[[ Excerpted records open ]]

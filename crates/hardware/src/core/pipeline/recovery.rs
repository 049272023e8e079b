//! Recovery controller: one-cycle delay from mispredict to flush/restore.
//!
//! The branch unit reports a mispredict with the corrected target and the
//! offending branch's ROB tag; on the *following* tick this controller
//! asserts `flush` and `recover` to every structural module at once. The
//! branch itself is preserved by restoring the checkpoint taken at its own
//! rename; only strictly younger state is erased.

use crate::common::RobTag;

/// The flush/restore pulse driven to all structural modules.
#[derive(Clone, Copy, Debug, Default)]
pub struct RecoverySignals {
    /// Squash in-transit packets and redirect fetch.
    pub flush: bool,
    /// Restore checkpointed state.
    pub recover: bool,
    /// Corrected fetch target.
    pub flush_pc: u32,
    /// Tag of the mispredicting branch (checkpoint index).
    pub recover_tag: RobTag,
}

/// One-cycle delay register between the branch unit and the structural
/// modules.
#[derive(Default)]
pub struct RecoveryController {
    out_q: RecoverySignals,
}

impl RecoveryController {
    /// Creates an idle controller.
    pub fn new() -> Self {
        Self::default()
    }

    /// The registered pulse for the current tick.
    #[inline]
    pub fn output(&self) -> RecoverySignals {
        self.out_q
    }

    /// Latches this tick's mispredict report; it becomes the pulse seen
    /// next tick.
    pub fn tick(&mut self, mispredict: bool, target_pc: u32, tag: RobTag) {
        self.out_q = if mispredict {
            RecoverySignals {
                flush: true,
                recover: true,
                flush_pc: target_pc,
                recover_tag: tag,
            }
        } else {
            RecoverySignals::default()
        };
    }
}

#[cfg(test)]
mod tests {
    use super::*;

    #[test]
    fn test_one_cycle_pulse() {
        let mut rc = RecoveryController::new();
        assert!(!rc.output().flush);

        rc.tick(true, 0x40, RobTag(5));
        let out = rc.output();
        assert!(out.flush && out.recover);
        assert_eq!(out.flush_pc, 0x40);
        assert_eq!(out.recover_tag, RobTag(5));

        // Deasserts after one tick without a new report.
        rc.tick(false, 0, RobTag(0));
        assert!(!rc.output().flush);
        assert!(!rc.output().recover);
    }
}
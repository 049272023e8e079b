//! Shared test infrastructure: instruction builder and run harness.
#![allow(dead_code)]

/// Instruction encoding builder.
pub mod asm;

use o3sim_core::{Config, Simulator};

/// Harness owning one simulator instance.
pub struct TestContext {
    /// The simulator under test.
    pub sim: Simulator,
}

impl Default for TestContext {
    fn default() -> Self {
        Self::new()
    }
}

impl TestContext {
    /// Creates a simulator with the default configuration.
    pub fn new() -> Self {
        let _ = env_logger::builder().is_test(true).try_init();
        Self {
            sim: Simulator::new(&Config::default()),
        }
    }

    /// Creates a simulator with the given instruction words loaded at
    /// address 0.
    pub fn with_program(words: &[u32]) -> Self {
        let mut ctx = Self::new();
        ctx.load_words(words);
        ctx
    }

    /// Loads instruction words at address 0.
    pub fn load_words(&mut self, words: &[u32]) {
        let bytes: Vec<u8> = words.iter().flat_map(|w| w.to_le_bytes()).collect();
        self.sim.load_program(&bytes);
    }

    /// Runs for a fixed number of cycles.
    pub fn run(&mut self, cycles: u64) {
        self.sim.run(cycles);
    }

    /// Architectural register value.
    pub fn reg(&self, arch: usize) -> u32 {
        self.sim.arch_reg(arch)
    }
}
//! ROB tag allocator.
//!
//! Grants reorder buffer tags to rename ahead of the actual ROB insertion,
//! which happens one cycle later at dispatch. A granted tag sits in a
//! one-cycle `reserved` set until the insert fires, so the same tag cannot
//! be handed out twice in the gap. The search scans forward from a rotating
//! `next_tag` cursor, skipping every tag that is live in the ROB or
//! reserved here.
//!
//! The `alloc_ok` gate rename consults is the previous tick's registered
//! value; the tag itself is computed in the same tick as the reservation it
//! creates, which keeps grant and reservation consistent. An unsuccessful
//! request perturbs nothing.

use crate::common::constants::ROB_DEPTH;
use crate::common::{RobTag, TagSet};

/// Per-tick inputs to the tag allocator.
pub struct TagAllocInputs {
    /// One-cycle flush pulse.
    pub flush: bool,
    /// Restore `next_tag` from the checkpoint indexed by `recover_tag`.
    pub recover: bool,
    /// Tag of the mispredicting branch.
    pub recover_tag: RobTag,
    /// Rename fires this tick and takes the granted tag.
    pub alloc_req: bool,
    /// Occupied ROB slots, after this tick's ROB update.
    pub live: TagSet,
    /// The ROB inserted this tag this tick; its reservation is released.
    pub insert_fired: Option<RobTag>,
    /// Capture a checkpoint of the cursor after this tick's grant.
    pub checkpoint_take: bool,
}

/// Rotating-cursor ROB tag allocator with per-branch cursor snapshots.
pub struct TagAllocator {
    next_tag: RobTag,
    reserved: TagSet,
    alloc_ok_q: bool,
    ckpt_next: [RobTag; ROB_DEPTH],
}

impl Default for TagAllocator {
    fn default() -> Self {
        Self::new()
    }
}

impl TagAllocator {
    /// Creates an allocator with every tag available.
    pub fn new() -> Self {
        Self {
            next_tag: RobTag(0),
            reserved: TagSet::empty(),
            alloc_ok_q: true,
            ckpt_next: [RobTag(0); ROB_DEPTH],
        }
    }

    /// Registered availability gate for rename (previous tick's view).
    #[inline]
    pub fn alloc_ok(&self) -> bool {
        self.alloc_ok_q
    }

    /// Tags currently parked between grant and ROB insert.
    #[inline]
    pub fn reserved(&self) -> TagSet {
        self.reserved
    }

    /// Advances the allocator by one tick. Returns the tag granted to this
    /// tick's rename when `alloc_req` was honoured.
    pub fn tick(&mut self, inputs: TagAllocInputs) -> Option<RobTag> {
        if inputs.recover {
            self.next_tag = self.ckpt_next[inputs.recover_tag.index()];
            self.reserved.clear();
            self.alloc_ok_q = self.find_free(inputs.live).is_some();
            return None;
        }
        if inputs.flush {
            self.reserved.clear();
            self.alloc_ok_q = self.find_free(inputs.live).is_some();
            return None;
        }

        if let Some(tag) = inputs.insert_fired {
            self.reserved.remove(tag);
        }

        let mut granted = None;
        if inputs.alloc_req {
            if let Some(tag) = self.find_free(inputs.live) {
                self.reserved.insert(tag);
                if inputs.checkpoint_take {
                    self.ckpt_next[tag.index()] = tag.next();
                }
                self.next_tag = tag.next();
                granted = Some(tag);
            }
        }

        self.alloc_ok_q = self.find_free(inputs.live).is_some();
        granted
    }

    /// First tag from `next_tag` onwards that is neither live nor reserved.
    fn find_free(&self, live: TagSet) -> Option<RobTag> {
        let used = live.union(self.reserved);
        for k in 0..ROB_DEPTH {
            let cand = RobTag(((self.next_tag.index() + k) % ROB_DEPTH) as u8);
            if !used.contains(cand) {
                return Some(cand);
            }
        }
        None
    }
}
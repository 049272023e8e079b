//! Reorder Buffer (ROB) for in-order commit.
//!
//! The ROB is a circular buffer tracking every instruction from dispatch to
//! retirement. Per tick it performs, in order:
//! 1. **Recovery:** Restore `tail` from the checkpoint of the recovering
//!    branch and erase every entry strictly younger than it.
//! 2. **Writeback absorption:** Mark entries done as results broadcast on
//!    the three writeback channels.
//! 3. **Allocation:** Insert the packet the dispatcher released, at the slot
//!    named by its tag.
//! 4. **Commit:** Retire the head entry once it is done, releasing the
//!    superseded physical destination.
//!
//! Tags equal slot indices; the checkpoint for a branch records the `tail`
//! value immediately after the branch's own insertion, so a recovery keeps
//! the branch in flight and erases only strictly younger entries.

use crate::common::constants::ROB_DEPTH;
use crate::common::{RobTag, TagSet};
use crate::core::pipeline::packets::{RenamePacket, WbPacket};

/// A single reorder buffer entry.
#[derive(Clone, Copy, Debug, Default)]
pub struct RobEntry {
    /// Slot occupied.
    pub valid: bool,
    /// Result has been written back.
    pub done: bool,
    /// Tag of this entry (equals the slot index).
    pub tag: RobTag,
    /// Whether the instruction writes a physical destination.
    pub rd_used: bool,
    /// Physical register superseded at rename, freed at commit.
    pub old_prd: usize,
    /// Instruction classification, used at commit for the store buffer
    /// hand-off and the statistics mix.
    pub is_store: bool,
    /// Memory load.
    pub is_load: bool,
    /// Branch or jump.
    pub is_ctrl: bool,
    /// Program counter, carried for tracing.
    pub pc: u32,
}

/// What the ROB retired this tick.
#[derive(Clone, Copy, Debug)]
pub struct Committed {
    /// Tag of the retired entry.
    pub tag: RobTag,
    /// Program counter of the retired instruction.
    pub pc: u32,
    /// Whether a physical destination was written.
    pub rd_used: bool,
    /// Physical register to release back to the free list.
    pub old_prd: usize,
    /// Retired instruction was a store.
    pub is_store: bool,
    /// Retired instruction was a load.
    pub is_load: bool,
    /// Retired instruction was a branch or jump.
    pub is_ctrl: bool,
}

/// Per-tick inputs to the ROB.
pub struct RobInputs<'a> {
    /// One-cycle flush pulse (coincident with `recover`).
    pub flush: bool,
    /// Restore from the checkpoint indexed by `recover_tag`.
    pub recover: bool,
    /// Tag of the mispredicting branch.
    pub recover_tag: RobTag,
    /// Packet released by the dispatcher this tick, if any.
    pub alloc: Option<&'a RenamePacket>,
    /// The three writeback channels.
    pub writebacks: &'a [WbPacket; 3],
}

/// Reorder buffer.
pub struct Rob {
    entries: [RobEntry; ROB_DEPTH],
    head: usize,
    tail: usize,
    count: usize,
    /// Per-tag checkpoint of `tail` as of the tick the branch was inserted.
    ckpt_tail: [u8; ROB_DEPTH],
}

impl Default for Rob {
    fn default() -> Self {
        Self::new()
    }
}

impl Rob {
    /// Creates an empty ROB.
    pub fn new() -> Self {
        Self {
            entries: [RobEntry::default(); ROB_DEPTH],
            head: 0,
            tail: 0,
            count: 0,
            ckpt_tail: [0; ROB_DEPTH],
        }
    }

    /// Number of occupied entries.
    #[inline]
    pub fn len(&self) -> usize {
        self.count
    }

    /// Whether the ROB is empty.
    #[inline]
    pub fn is_empty(&self) -> bool {
        self.count == 0
    }

    /// Whether an allocation can be accepted next tick.
    #[inline]
    pub fn has_space(&self) -> bool {
        self.count < ROB_DEPTH
    }

    /// Bit-set of occupied slots; drives the reservation-station sweep.
    pub fn live_tags(&self) -> TagSet {
        let mut live = TagSet::empty();
        for entry in &self.entries {
            if entry.valid {
                live.insert(entry.tag);
            }
        }
        live
    }

    /// Read access to one entry, for invariant checks.
    pub fn entry(&self, tag: RobTag) -> &RobEntry {
        &self.entries[tag.index()]
    }

    /// Advances the ROB by one tick. Returns the entry retired this tick,
    /// if any.
    pub fn tick(&mut self, inputs: RobInputs<'_>) -> Option<Committed> {
        if inputs.recover {
            self.recover_to(inputs.recover_tag);
        }

        // Writeback absorption. During a flush, a broadcast for an erased
        // tag is dropped; outside one it is a model bug.
        for wb in inputs.writebacks {
            if !wb.valid {
                continue;
            }
            let entry = &mut self.entries[wb.rob_tag.index()];
            if entry.valid {
                entry.done = true;
            } else {
                debug_assert!(
                    inputs.flush,
                    "writeback for non-live tag {} outside a flush",
                    wb.rob_tag
                );
            }
        }

        // Allocation. The dispatcher only releases when space was
        // available, and the granted tag tracks the tail cursor.
        if let Some(pkt) = inputs.alloc {
            debug_assert!(self.count < ROB_DEPTH, "ROB insert while full");
            debug_assert_eq!(
                self.tail,
                pkt.rob_tag.index(),
                "granted tag diverged from ROB tail"
            );
            let slot = pkt.rob_tag.index();
            self.entries[slot] = RobEntry {
                valid: true,
                done: false,
                tag: pkt.rob_tag,
                rd_used: pkt.rd_used,
                old_prd: pkt.old_prd,
                is_store: pkt.is_store,
                is_load: pkt.is_load,
                is_ctrl: pkt.is_branch || pkt.is_jump,
                pc: pkt.pc,
            };
            self.tail = (slot + 1) % ROB_DEPTH;
            self.count += 1;

            // The branch's checkpoint reflects state with the branch itself
            // as the youngest in-flight instruction.
            if pkt.is_branch || pkt.is_jump {
                self.ckpt_tail[slot] = self.tail as u8;
            }
        }

        // Commit: only the head, and only once done.
        let head_entry = self.entries[self.head];
        if head_entry.valid && head_entry.done {
            self.entries[self.head].valid = false;
            self.head = (self.head + 1) % ROB_DEPTH;
            self.count -= 1;
            return Some(Committed {
                tag: head_entry.tag,
                pc: head_entry.pc,
                rd_used: head_entry.rd_used,
                old_prd: head_entry.old_prd,
                is_store: head_entry.is_store,
                is_load: head_entry.is_load,
                is_ctrl: head_entry.is_ctrl,
            });
        }

        None
    }

    /// Restores `tail` from the branch's checkpoint and erases every entry
    /// strictly between the restored and the old tail.
    ///
    /// The count is decremented by the number of entries erased rather than
    /// restored from the snapshot: commits that retired while the branch
    /// was in flight have already moved `head`, and re-playing a stale
    /// count would resurrect them.
    fn recover_to(&mut self, tag: RobTag) {
        let new_tail = self.ckpt_tail[tag.index()] as usize;
        let mut idx = new_tail;
        while idx != self.tail {
            if self.entries[idx].valid {
                self.entries[idx].valid = false;
                self.count -= 1;
            }
            idx = (idx + 1) % ROB_DEPTH;
        }
        self.tail = new_tail;
    }
}
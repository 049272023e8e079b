//! Program loader for the hex-byte text format.
//!
//! A program file carries one hex byte per line. Lines starting with `#` or
//! `/` are comments; blank lines and surrounding whitespace are ignored;
//! lines that do not parse as a hex byte are skipped. The resulting bytes
//! are packed little-endian into instruction memory words.

use std::fs;
use std::io;
use std::path::Path;

/// Parses program text into its byte image.
pub fn parse_hex_bytes(text: &str) -> Vec<u8> {
    let mut bytes = Vec::new();
    for line in text.lines() {
        let line = line.trim();
        if line.is_empty() || line.starts_with('#') || line.starts_with('/') {
            continue;
        }
        if let Ok(byte) = u8::from_str_radix(line, 16) {
            bytes.push(byte);
        }
    }
    bytes
}

/// Reads and parses a program file.
///
/// The I/O error is returned to the caller; the CLI turns it into a
/// non-zero exit.
pub fn load_hex_file(path: &Path) -> io::Result<Vec<u8>> {
    let text = fs::read_to_string(path)?;
    Ok(parse_hex_bytes(&text))
}
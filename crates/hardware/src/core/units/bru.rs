//! Branch unit with static not-taken resolution.
//!
//! Resolves conditional branches and jumps in one tick. The frontend
//! speculates fall-through for everything, so a mispredict is reported
//! whenever a branch is taken or a jump's computed target is not `pc + 4`.
//! The redirect carries the offending instruction's ROB tag: it indexes the
//! checkpoint the recovery controller restores one tick later.

use crate::common::RobTag;
use crate::common::constants::{FUNCT3_MASK, FUNCT3_SHIFT, OPCODE_MASK};
use crate::core::pipeline::packets::{RsEntry, WbPacket};
use crate::isa::opcodes;

/// Registered redirect report.
#[derive(Clone, Copy, Debug, Default)]
pub struct Redirect {
    /// The frontend fetched the wrong path.
    pub mispredict: bool,
    /// Corrected fetch target.
    pub target: u32,
    /// ROB tag of the resolving instruction.
    pub tag: RobTag,
}

/// One-cycle branch unit with registered writeback and redirect outputs.
#[derive(Default)]
pub struct BranchUnit {
    wb_q: WbPacket,
    redirect_q: Redirect,
}

impl BranchUnit {
    /// Creates an idle branch unit.
    pub fn new() -> Self {
        Self::default()
    }

    /// The writeback packet registered last tick (the link value).
    #[inline]
    pub fn writeback(&self) -> WbPacket {
        self.wb_q
    }

    /// The redirect registered last tick.
    #[inline]
    pub fn redirect(&self) -> Redirect {
        self.redirect_q
    }

    /// Resolves the issued entry, if any; outputs are visible next tick.
    pub fn tick(&mut self, flush: bool, issue: Option<(RsEntry, u32, u32)>) {
        self.wb_q = WbPacket::default();
        self.redirect_q = Redirect::default();
        if flush {
            return;
        }
        let Some((entry, src1, src2)) = issue else {
            return;
        };

        let fall_through = entry.pc.wrapping_add(4);
        let (taken, target) = resolve(&entry, src1, src2);
        let mispredict = if entry.is_jump {
            target != fall_through
        } else {
            taken
        };

        self.wb_q = WbPacket {
            valid: true,
            rob_tag: entry.rob_tag,
            prd: entry.prd,
            data: fall_through,
            rd_used: entry.rd_used,
        };
        self.redirect_q = Redirect {
            mispredict,
            target,
            tag: entry.rob_tag,
        };
    }
}

/// Computes taken/target for a branch or jump entry.
fn resolve(entry: &RsEntry, src1: u32, src2: u32) -> (bool, u32) {
    if entry.is_jump {
        let opcode = entry.inst & OPCODE_MASK;
        let target = if opcode == opcodes::OP_JALR {
            src1.wrapping_add(entry.imm) & !1
        } else {
            entry.pc.wrapping_add(entry.imm)
        };
        return (true, target);
    }

    let funct3 = (entry.inst >> FUNCT3_SHIFT) & FUNCT3_MASK;
    let taken = match funct3 {
        0x0 => src1 == src2,
        0x1 => src1 != src2,
        0x4 => (src1 as i32) < (src2 as i32),
        0x5 => (src1 as i32) >= (src2 as i32),
        0x6 => src1 < src2,
        0x7 => src1 >= src2,
        _ => false,
    };
    (taken, entry.pc.wrapping_add(entry.imm))
}

#[cfg(test)]
mod tests {
    use super::*;
    use crate::isa::decode::decode;

    fn entry_from(pc: u32, inst: u32, tag: u8) -> RsEntry {
        let d = decode(true, pc, inst);
        RsEntry {
            pc,
            inst,
            imm: d.imm,
            imm_used: d.imm_used,
            is_branch: d.is_branch,
            is_jump: d.is_jump,
            rd_used: d.rd_used,
            prd: if d.rd_used { 40 } else { 0 },
            rob_tag: RobTag(tag),
            ..Default::default()
        }
    }

    #[test]
    fn test_not_taken_branch_is_predicted_correctly() {
        let mut bru = BranchUnit::new();
        // bne x11, x0, -8 with x11 == 0: falls through.
        let e = entry_from(8, 0xFE05_9CE3, 1);
        bru.tick(false, Some((e, 0, 0)));
        assert!(bru.writeback().valid);
        assert!(!bru.redirect().mispredict);
    }

    #[test]
    fn test_taken_branch_mispredicts() {
        let mut bru = BranchUnit::new();
        // bne x11, x0, -8 with x11 == 5: taken, target pc-8.
        let e = entry_from(16, 0xFE05_9CE3, 2);
        bru.tick(false, Some((e, 5, 0)));
        let r = bru.redirect();
        assert!(r.mispredict);
        assert_eq!(r.target, 8);
        assert_eq!(r.tag, RobTag(2));
    }

    #[test]
    fn test_branch_comparisons() {
        let cases: &[(u32, u32, u32, bool)] = &[
            // (funct3 template, src1, src2, taken)
            (0x0000_0063, 5, 5, true),            // beq
            (0x0000_1063, 5, 5, false),           // bne
            (0x0000_4063, (-1i32) as u32, 1, true), // blt signed
            (0x0000_5063, (-1i32) as u32, 1, false), // bge signed
            (0x0000_6063, (-1i32) as u32, 1, false), // bltu
            (0x0000_7063, (-1i32) as u32, 1, true),  // bgeu
        ];
        for &(inst, a, b, taken) in cases {
            let mut bru = BranchUnit::new();
            let e = entry_from(0, inst, 0);
            bru.tick(false, Some((e, a, b)));
            assert_eq!(bru.redirect().mispredict, taken, "inst {inst:#x}");
        }
    }

    #[test]
    fn test_jal_links_and_redirects() {
        let mut bru = BranchUnit::new();
        // jal x1, +8 at pc 0.
        let e = entry_from(0, 0x0080_00EF, 3);
        bru.tick(false, Some((e, 0, 0)));
        let wb = bru.writeback();
        assert!(wb.rd_used);
        assert_eq!(wb.data, 4);
        let r = bru.redirect();
        assert!(r.mispredict);
        assert_eq!(r.target, 8);
    }

    #[test]
    fn test_jump_to_fall_through_is_not_a_mispredict() {
        let mut bru = BranchUnit::new();
        // jal x0, +4: the static prediction happens to be right.
        let e = entry_from(0, 0x0040_006F, 4);
        bru.tick(false, Some((e, 0, 0)));
        assert!(!bru.redirect().mispredict);
    }

    #[test]
    fn test_jalr_target_masks_bit_zero() {
        let mut bru = BranchUnit::new();
        // jalr x0, 3(x1) with x1 = 0x100: target (0x103) & !1 = 0x102.
        let e = entry_from(0, 0x0030_8067, 5);
        bru.tick(false, Some((e, 0x100, 0)));
        assert_eq!(bru.redirect().target, 0x102);
        assert!(bru.redirect().mispredict);
    }
}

[[ Excerpted records closed ]]

_What to produce_:
Show me every line in the data above that includes "younger".

_The answer_:
//! rename; only strictly younger state is erased.
//!    branch and erase every entry strictly younger than it.
//! the branch in flight and erases only strictly younger entries.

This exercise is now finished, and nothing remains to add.